**EXERCISE PROMPT**. Return verbatim the line containing "pub mod writer;" together with all lines that follow it, through the end of the records.

**WORKING DATA**.

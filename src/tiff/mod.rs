//! TIFF container module
//!
//! This module provides structures and functions for reading TIFF and
//! BigTIFF files frame by frame and for writing frames into new
//! containers.

pub mod errors;
pub mod ifd;
pub(crate) mod types;
pub mod reader;
pub mod frame;
pub mod writer;
pub(crate) mod constants;
pub(crate) mod validation;
#[cfg(test)]
pub(crate) mod tests;

pub use crate::io::byte_order::{BigEndianHandler, ByteOrder, ByteOrderHandler, LittleEndianHandler};
pub use errors::{TiffError, TiffResult};
pub use ifd::{IFD, IFDEntry};
pub use reader::TiffReader;
pub use types::TIFF;
pub use frame::{DataLayout, Frame, FrameEntry, TiffSource};
pub use writer::TiffWriter;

**COMPLETED EXERCISE**.
pub mod writer;
pub(crate) mod constants;
pub(crate) mod validation;
#[cfg(test)]
pub(crate) mod tests;

pub use crate::io::byte_order::{BigEndianHandler, ByteOrder, ByteOrderHandler, LittleEndianHandler};
pub use errors::{TiffError, TiffResult};
pub use ifd::{IFD, IFDEntry};
pub use reader::TiffReader;
pub use types::TIFF;
pub use frame::{DataLayout, Frame, FrameEntry, TiffSource};
pub use writer::TiffWriter;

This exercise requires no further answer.